Using the data below, return the stretch from the line that contains "filename src/db/users.rs" through the line that contains "FROM users WHERE", both included, exactly as it stands and nothing beyond it.

MATERIAL FOR THIS TASK
********************
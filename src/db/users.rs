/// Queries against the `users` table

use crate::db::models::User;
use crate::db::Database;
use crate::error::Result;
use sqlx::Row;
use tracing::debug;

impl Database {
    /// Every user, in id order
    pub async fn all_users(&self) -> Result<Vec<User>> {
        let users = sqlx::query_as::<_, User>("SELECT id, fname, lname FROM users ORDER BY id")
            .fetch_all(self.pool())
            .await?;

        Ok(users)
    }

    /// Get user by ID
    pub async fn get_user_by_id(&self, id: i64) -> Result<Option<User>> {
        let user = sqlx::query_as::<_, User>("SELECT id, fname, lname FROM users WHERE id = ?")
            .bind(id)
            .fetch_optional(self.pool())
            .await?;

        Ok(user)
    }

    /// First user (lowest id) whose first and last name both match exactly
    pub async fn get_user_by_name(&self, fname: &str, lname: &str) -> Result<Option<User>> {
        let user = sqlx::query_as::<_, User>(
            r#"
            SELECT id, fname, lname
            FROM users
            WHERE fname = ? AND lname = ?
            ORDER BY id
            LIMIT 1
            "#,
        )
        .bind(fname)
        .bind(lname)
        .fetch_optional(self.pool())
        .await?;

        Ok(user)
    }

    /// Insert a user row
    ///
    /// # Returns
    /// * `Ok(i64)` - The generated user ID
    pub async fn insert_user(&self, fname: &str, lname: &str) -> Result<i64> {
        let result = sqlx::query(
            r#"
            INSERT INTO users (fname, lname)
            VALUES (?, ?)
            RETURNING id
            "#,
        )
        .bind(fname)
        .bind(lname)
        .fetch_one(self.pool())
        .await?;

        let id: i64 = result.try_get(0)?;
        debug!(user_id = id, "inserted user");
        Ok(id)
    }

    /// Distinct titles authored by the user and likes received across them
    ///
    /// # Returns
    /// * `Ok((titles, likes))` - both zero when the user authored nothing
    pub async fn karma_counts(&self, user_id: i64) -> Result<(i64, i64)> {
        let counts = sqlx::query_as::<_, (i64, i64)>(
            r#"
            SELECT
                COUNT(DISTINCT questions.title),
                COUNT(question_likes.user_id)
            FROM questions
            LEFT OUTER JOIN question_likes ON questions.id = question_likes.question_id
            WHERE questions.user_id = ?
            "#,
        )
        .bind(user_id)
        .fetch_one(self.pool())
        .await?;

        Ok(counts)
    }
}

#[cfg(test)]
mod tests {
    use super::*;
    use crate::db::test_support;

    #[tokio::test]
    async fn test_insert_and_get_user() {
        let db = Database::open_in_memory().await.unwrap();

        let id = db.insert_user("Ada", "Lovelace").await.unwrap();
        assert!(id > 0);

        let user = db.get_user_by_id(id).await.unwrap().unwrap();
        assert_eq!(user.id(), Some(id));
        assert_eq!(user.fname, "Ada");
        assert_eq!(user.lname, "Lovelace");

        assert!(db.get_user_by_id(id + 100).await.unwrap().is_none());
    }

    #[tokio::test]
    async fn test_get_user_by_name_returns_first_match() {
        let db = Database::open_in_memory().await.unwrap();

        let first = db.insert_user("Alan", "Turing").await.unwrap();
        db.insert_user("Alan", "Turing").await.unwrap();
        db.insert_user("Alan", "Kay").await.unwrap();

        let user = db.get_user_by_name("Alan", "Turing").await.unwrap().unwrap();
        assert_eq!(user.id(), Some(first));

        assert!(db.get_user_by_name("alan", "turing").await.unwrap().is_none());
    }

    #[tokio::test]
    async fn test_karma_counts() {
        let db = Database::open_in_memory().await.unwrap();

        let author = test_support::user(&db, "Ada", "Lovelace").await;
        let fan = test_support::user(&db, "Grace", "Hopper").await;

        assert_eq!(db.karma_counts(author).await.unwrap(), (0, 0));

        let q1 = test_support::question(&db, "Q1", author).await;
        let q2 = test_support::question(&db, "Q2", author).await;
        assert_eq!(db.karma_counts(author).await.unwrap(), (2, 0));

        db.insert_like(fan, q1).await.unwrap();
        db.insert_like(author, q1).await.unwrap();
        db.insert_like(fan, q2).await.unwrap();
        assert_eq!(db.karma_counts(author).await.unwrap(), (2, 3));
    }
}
********************
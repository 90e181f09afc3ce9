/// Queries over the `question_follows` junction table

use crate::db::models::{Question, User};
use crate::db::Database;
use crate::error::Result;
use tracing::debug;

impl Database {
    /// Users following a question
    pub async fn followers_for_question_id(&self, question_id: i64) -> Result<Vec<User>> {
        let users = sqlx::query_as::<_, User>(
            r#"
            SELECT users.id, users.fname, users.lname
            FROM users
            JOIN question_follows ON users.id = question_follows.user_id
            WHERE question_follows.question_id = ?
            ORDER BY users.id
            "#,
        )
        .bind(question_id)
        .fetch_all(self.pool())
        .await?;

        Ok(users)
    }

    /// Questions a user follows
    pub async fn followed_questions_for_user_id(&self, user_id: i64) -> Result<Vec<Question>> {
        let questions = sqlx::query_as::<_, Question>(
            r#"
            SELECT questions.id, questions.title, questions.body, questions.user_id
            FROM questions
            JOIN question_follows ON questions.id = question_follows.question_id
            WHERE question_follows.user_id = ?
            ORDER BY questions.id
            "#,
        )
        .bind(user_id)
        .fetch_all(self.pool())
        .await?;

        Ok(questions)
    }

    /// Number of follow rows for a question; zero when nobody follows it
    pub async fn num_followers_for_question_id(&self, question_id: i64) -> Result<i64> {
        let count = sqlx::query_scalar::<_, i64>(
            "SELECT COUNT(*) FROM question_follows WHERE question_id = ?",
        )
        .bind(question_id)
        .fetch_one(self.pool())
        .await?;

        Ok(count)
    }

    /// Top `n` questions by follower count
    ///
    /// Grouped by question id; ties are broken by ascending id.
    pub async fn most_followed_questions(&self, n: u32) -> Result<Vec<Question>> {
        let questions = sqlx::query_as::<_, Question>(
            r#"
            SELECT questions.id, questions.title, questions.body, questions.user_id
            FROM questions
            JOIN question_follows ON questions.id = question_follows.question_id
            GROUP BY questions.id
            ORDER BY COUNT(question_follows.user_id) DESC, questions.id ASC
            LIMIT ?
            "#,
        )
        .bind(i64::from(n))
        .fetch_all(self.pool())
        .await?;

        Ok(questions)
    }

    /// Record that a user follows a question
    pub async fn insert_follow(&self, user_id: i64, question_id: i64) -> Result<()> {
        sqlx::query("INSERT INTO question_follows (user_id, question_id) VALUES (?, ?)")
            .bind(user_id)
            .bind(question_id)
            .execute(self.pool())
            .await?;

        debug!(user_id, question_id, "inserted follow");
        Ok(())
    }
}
********************
OUTPUT OF THE EXERCISE
filename src/db/users.rs
/// Queries against the `users` table

use crate::db::models::User;
use crate::db::Database;
use crate::error::Result;
use sqlx::Row;
use tracing::debug;

impl Database {
    /// Every user, in id order
    pub async fn all_users(&self) -> Result<Vec<User>> {
        let users = sqlx::query_as::<_, User>("SELECT id, fname, lname FROM users ORDER BY id")
            .fetch_all(self.pool())
            .await?;

        Ok(users)
    }

    /// Get user by ID
    pub async fn get_user_by_id(&self, id: i64) -> Result<Option<User>> {
        let user = sqlx::query_as::<_, User>("SELECT id, fname, lname FROM users WHERE id = ?")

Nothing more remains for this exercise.